▶ ASSIGNED TASK: Could you return all of the listing below exactly, please?

▶ PROVIDED INFORMATION:

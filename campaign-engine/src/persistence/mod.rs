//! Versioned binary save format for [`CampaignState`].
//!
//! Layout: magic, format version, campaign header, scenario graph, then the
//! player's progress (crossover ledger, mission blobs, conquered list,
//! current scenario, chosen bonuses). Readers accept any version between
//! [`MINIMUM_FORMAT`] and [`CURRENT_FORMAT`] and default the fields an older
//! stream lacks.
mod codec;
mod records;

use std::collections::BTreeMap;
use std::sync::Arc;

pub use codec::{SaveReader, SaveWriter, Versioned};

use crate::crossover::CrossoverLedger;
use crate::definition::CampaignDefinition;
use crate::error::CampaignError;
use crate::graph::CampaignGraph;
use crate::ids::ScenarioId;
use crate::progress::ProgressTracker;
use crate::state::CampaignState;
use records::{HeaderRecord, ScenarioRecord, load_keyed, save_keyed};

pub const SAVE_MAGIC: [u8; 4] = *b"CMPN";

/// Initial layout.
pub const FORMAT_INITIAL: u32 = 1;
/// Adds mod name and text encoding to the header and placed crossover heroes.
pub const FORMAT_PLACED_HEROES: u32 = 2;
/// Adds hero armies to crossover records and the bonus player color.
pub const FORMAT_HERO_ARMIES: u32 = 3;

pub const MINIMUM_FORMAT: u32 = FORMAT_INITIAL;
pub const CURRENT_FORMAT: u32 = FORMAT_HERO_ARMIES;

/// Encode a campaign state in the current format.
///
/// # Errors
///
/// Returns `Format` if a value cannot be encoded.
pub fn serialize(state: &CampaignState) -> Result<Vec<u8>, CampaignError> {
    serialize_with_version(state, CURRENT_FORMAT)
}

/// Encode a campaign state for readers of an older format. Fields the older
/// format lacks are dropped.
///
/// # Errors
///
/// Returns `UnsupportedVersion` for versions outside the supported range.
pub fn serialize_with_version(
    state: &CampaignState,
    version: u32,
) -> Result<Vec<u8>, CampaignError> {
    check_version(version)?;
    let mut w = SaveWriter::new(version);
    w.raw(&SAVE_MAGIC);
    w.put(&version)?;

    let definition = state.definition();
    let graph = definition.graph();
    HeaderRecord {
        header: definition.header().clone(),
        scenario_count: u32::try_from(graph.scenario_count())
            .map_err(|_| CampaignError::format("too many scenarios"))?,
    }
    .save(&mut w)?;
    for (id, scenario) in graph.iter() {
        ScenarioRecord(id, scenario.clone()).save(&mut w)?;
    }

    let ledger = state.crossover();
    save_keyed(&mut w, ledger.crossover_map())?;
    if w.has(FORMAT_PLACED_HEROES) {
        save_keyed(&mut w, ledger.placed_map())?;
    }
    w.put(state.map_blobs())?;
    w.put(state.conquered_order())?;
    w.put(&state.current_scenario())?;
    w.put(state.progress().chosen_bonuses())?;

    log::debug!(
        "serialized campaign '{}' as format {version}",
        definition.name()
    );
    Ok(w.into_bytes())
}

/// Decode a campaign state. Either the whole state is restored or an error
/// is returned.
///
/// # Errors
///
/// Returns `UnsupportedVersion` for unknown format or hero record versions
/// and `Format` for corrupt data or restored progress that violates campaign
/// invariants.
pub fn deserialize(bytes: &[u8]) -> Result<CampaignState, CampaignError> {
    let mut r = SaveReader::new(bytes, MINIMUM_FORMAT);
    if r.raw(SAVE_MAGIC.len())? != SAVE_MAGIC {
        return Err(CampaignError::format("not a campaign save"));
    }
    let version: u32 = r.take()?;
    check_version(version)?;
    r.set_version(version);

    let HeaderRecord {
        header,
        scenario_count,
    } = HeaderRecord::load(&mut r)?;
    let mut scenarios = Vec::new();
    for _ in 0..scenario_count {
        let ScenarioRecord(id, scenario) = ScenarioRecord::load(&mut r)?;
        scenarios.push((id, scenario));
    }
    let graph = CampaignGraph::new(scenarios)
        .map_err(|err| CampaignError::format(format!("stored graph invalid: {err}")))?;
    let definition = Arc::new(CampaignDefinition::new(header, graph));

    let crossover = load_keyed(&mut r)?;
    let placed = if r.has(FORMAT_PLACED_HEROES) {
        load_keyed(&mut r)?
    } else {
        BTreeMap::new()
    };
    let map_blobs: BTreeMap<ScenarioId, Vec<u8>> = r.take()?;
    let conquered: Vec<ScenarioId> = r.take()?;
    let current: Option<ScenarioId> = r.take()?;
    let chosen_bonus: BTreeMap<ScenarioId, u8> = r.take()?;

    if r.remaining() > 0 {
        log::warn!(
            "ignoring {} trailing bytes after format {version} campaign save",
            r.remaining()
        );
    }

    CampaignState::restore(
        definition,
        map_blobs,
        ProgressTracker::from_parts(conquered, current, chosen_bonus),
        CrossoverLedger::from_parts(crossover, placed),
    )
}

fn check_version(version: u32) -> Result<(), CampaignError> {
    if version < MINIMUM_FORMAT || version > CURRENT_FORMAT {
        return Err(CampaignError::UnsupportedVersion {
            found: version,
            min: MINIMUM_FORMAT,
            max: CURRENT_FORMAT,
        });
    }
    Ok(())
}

▶ EXPECTED OUTPUT:
filename campaign-engine/src/persistence/mod.rs
//! Versioned binary save format for [`CampaignState`].
//!
//! Layout: magic, format version, campaign header, scenario graph, then the
//! player's progress (crossover ledger, mission blobs, conquered list,
//! current scenario, chosen bonuses). Readers accept any version between
//! [`MINIMUM_FORMAT`] and [`CURRENT_FORMAT`] and default the fields an older
//! stream lacks.
mod codec;
mod records;

use std::collections::BTreeMap;
use std::sync::Arc;

pub use codec::{SaveReader, SaveWriter, Versioned};

use crate::crossover::CrossoverLedger;
use crate::definition::CampaignDefinition;
use crate::error::CampaignError;
use crate::graph::CampaignGraph;
use crate::ids::ScenarioId;
use crate::progress::ProgressTracker;
use crate::state::CampaignState;
use records::{HeaderRecord, ScenarioRecord, load_keyed, save_keyed};

pub const SAVE_MAGIC: [u8; 4] = *b"CMPN";

/// Initial layout.
pub const FORMAT_INITIAL: u32 = 1;
/// Adds mod name and text encoding to the header and placed crossover heroes.
pub const FORMAT_PLACED_HEROES: u32 = 2;
/// Adds hero armies to crossover records and the bonus player color.
pub const FORMAT_HERO_ARMIES: u32 = 3;

pub const MINIMUM_FORMAT: u32 = FORMAT_INITIAL;
pub const CURRENT_FORMAT: u32 = FORMAT_HERO_ARMIES;

/// Encode a campaign state in the current format.
///
/// # Errors
///
/// Returns `Format` if a value cannot be encoded.
pub fn serialize(state: &CampaignState) -> Result<Vec<u8>, CampaignError> {
    serialize_with_version(state, CURRENT_FORMAT)
}

/// Encode a campaign state for readers of an older format. Fields the older
/// format lacks are dropped.
///
/// # Errors
///
/// Returns `UnsupportedVersion` for versions outside the supported range.
pub fn serialize_with_version(
    state: &CampaignState,
    version: u32,
) -> Result<Vec<u8>, CampaignError> {
    check_version(version)?;
    let mut w = SaveWriter::new(version);
    w.raw(&SAVE_MAGIC);
    w.put(&version)?;

    let definition = state.definition();
    let graph = definition.graph();
    HeaderRecord {
        header: definition.header().clone(),
        scenario_count: u32::try_from(graph.scenario_count())
            .map_err(|_| CampaignError::format("too many scenarios"))?,
    }
    .save(&mut w)?;
    for (id, scenario) in graph.iter() {
        ScenarioRecord(id, scenario.clone()).save(&mut w)?;
    }

    let ledger = state.crossover();
    save_keyed(&mut w, ledger.crossover_map())?;
    if w.has(FORMAT_PLACED_HEROES) {
        save_keyed(&mut w, ledger.placed_map())?;
    }
    w.put(state.map_blobs())?;
    w.put(state.conquered_order())?;
    w.put(&state.current_scenario())?;
    w.put(state.progress().chosen_bonuses())?;

    log::debug!(
        "serialized campaign '{}' as format {version}",
        definition.name()
    );
    Ok(w.into_bytes())
}

/// Decode a campaign state. Either the whole state is restored or an error
/// is returned.
///
/// # Errors
///
/// Returns `UnsupportedVersion` for unknown format or hero record versions
/// and `Format` for corrupt data or restored progress that violates campaign
/// invariants.
pub fn deserialize(bytes: &[u8]) -> Result<CampaignState, CampaignError> {
    let mut r = SaveReader::new(bytes, MINIMUM_FORMAT);
    if r.raw(SAVE_MAGIC.len())? != SAVE_MAGIC {
        return Err(CampaignError::format("not a campaign save"));
    }
    let version: u32 = r.take()?;
    check_version(version)?;
    r.set_version(version);

    let HeaderRecord {
        header,
        scenario_count,
    } = HeaderRecord::load(&mut r)?;
    let mut scenarios = Vec::new();
    for _ in 0..scenario_count {
        let ScenarioRecord(id, scenario) = ScenarioRecord::load(&mut r)?;
        scenarios.push((id, scenario));
    }
    let graph = CampaignGraph::new(scenarios)
        .map_err(|err| CampaignError::format(format!("stored graph invalid: {err}")))?;
    let definition = Arc::new(CampaignDefinition::new(header, graph));

    let crossover = load_keyed(&mut r)?;
    let placed = if r.has(FORMAT_PLACED_HEROES) {
        load_keyed(&mut r)?
    } else {
        BTreeMap::new()
    };
    let map_blobs: BTreeMap<ScenarioId, Vec<u8>> = r.take()?;
    let conquered: Vec<ScenarioId> = r.take()?;
    let current: Option<ScenarioId> = r.take()?;
    let chosen_bonus: BTreeMap<ScenarioId, u8> = r.take()?;

    if r.remaining() > 0 {
        log::warn!(
            "ignoring {} trailing bytes after format {version} campaign save",
            r.remaining()
        );
    }

    CampaignState::restore(
        definition,
        map_blobs,
        ProgressTracker::from_parts(conquered, current, chosen_bonus),
        CrossoverLedger::from_parts(crossover, placed),
    )
}

fn check_version(version: u32) -> Result<(), CampaignError> {
    if version < MINIMUM_FORMAT || version > CURRENT_FORMAT {
        return Err(CampaignError::UnsupportedVersion {
            found: version,
            min: MINIMUM_FORMAT,
            max: CURRENT_FORMAT,
        });
    }
    Ok(())
}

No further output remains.